WHAT YOU WILL DO: Search the records for the word "path". Copy every line where it appears.

[Collected data]

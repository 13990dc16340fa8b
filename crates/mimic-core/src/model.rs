//! Persisted and middleware-exchanged data model.
//!
//! A [`Payload`] pairs the canonical description of a request with the
//! response that answered it. Payloads are what the capture store persists
//! and what middleware processes receive on stdin, so the serde field names
//! here are a wire contract.

use std::collections::HashMap;

use bytes::Bytes;
use http::HeaderMap;
use serde::{Deserialize, Serialize};

use crate::fingerprint;

/// Header map as carried in payloads: original names mapped to their values
/// in the order they appeared on the wire.
pub type HeaderValues = HashMap<String, Vec<String>>;

/// Canonical description of one intercepted HTTP request.
///
/// Only `destination`, `path`, `method`, `query` and `body` participate in
/// the request fingerprint; the remaining fields ride along for middleware
/// and for rebuilding outgoing requests.
#[derive(Debug, Clone, Default, PartialEq, Serialize, Deserialize)]
pub struct RequestDetails {
    #[serde(default)]
    pub path: String,
    #[serde(default)]
    pub method: String,
    #[serde(default)]
    pub destination: String,
    #[serde(default)]
    pub scheme: String,
    #[serde(default)]
    pub query: String,
    #[serde(default)]
    pub body: String,
    #[serde(default, rename = "remoteAddr")]
    pub remote_addr: String,
    #[serde(default)]
    pub headers: HeaderValues,
}

impl RequestDetails {
    /// Builds request details from buffered request parts.
    ///
    /// The destination and scheme are passed in explicitly because the
    /// frontend may override them (endpoint redirection, MITM'd tunnels).
    pub fn from_parts(
        parts: &http::request::Parts,
        body: &Bytes,
        destination: String,
        scheme: String,
        remote_addr: String,
    ) -> Self {
        Self {
            path: parts.uri.path().to_string(),
            method: parts.method.to_string(),
            destination,
            scheme,
            query: parts.uri.query().unwrap_or("").to_string(),
            body: String::from_utf8_lossy(body).into_owned(),
            remote_addr,
            headers: headers_to_map(&parts.headers),
        }
    }

    /// Returns the stable content hash identifying this request.
    pub fn fingerprint(&self) -> String {
        fingerprint::fingerprint(
            &self.destination,
            &self.path,
            &self.method,
            &self.query,
            &self.body,
        )
    }
}

/// Recorded response half of a payload. The body is carried as text; the
/// headers tell the client how to interpret it.
#[derive(Debug, Clone, Default, PartialEq, Serialize, Deserialize)]
pub struct RecordedResponse {
    #[serde(default)]
    pub status: u16,
    #[serde(default)]
    pub body: String,
    #[serde(default)]
    pub headers: HeaderValues,
}

/// The unit of persistence and of middleware exchange.
///
/// `id` is the fingerprint of `request` at the moment of capture. Every
/// field tolerates absence on deserialization so middleware can emit only
/// the parts it cares about.
#[derive(Debug, Clone, Default, PartialEq, Serialize, Deserialize)]
pub struct Payload {
    #[serde(default)]
    pub response: RecordedResponse,
    #[serde(default)]
    pub request: RequestDetails,
    #[serde(default)]
    pub id: String,
}

impl Payload {
    /// Pairs a request with the response that answered it.
    pub fn new(request: RequestDetails, response: RecordedResponse) -> Self {
        let id = request.fingerprint();
        Self {
            response,
            request,
            id,
        }
    }

    /// Builds a payload with only the request half populated.
    pub fn from_request(request: RequestDetails) -> Self {
        Self::new(request, RecordedResponse::default())
    }
}

/// Flattens an [`http::HeaderMap`] into the payload header representation,
/// preserving per-name value order.
pub fn headers_to_map(headers: &HeaderMap) -> HeaderValues {
    let mut map: HeaderValues = HashMap::new();
    for (name, value) in headers.iter() {
        map.entry(name.as_str().to_string())
            .or_default()
            .push(String::from_utf8_lossy(value.as_bytes()).into_owned());
    }
    map
}

/// Rebuilds an [`http::HeaderMap`] from payload headers.
///
/// Entries that are not valid HTTP header names or values are dropped with a
/// warning rather than failing the whole message.
pub fn map_to_headers(map: &HeaderValues) -> HeaderMap {
    let mut headers = HeaderMap::new();
    for (name, values) in map {
        let Ok(name) = http::HeaderName::from_bytes(name.as_bytes()) else {
            tracing::warn!(header = %name, "dropping invalid header name");
            continue;
        };
        for value in values {
            match http::HeaderValue::from_str(value) {
                Ok(value) => {
                    headers.append(name.clone(), value);
                }
                Err(_) => {
                    tracing::warn!(header = %name, "dropping invalid header value");
                }
            }
        }
    }
    headers
}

WRITTEN RESPONSE:
/// Only `destination`, `path`, `method`, `query` and `body` participate in
    pub path: String,
            path: parts.uri.path().to_string(),
            &self.path,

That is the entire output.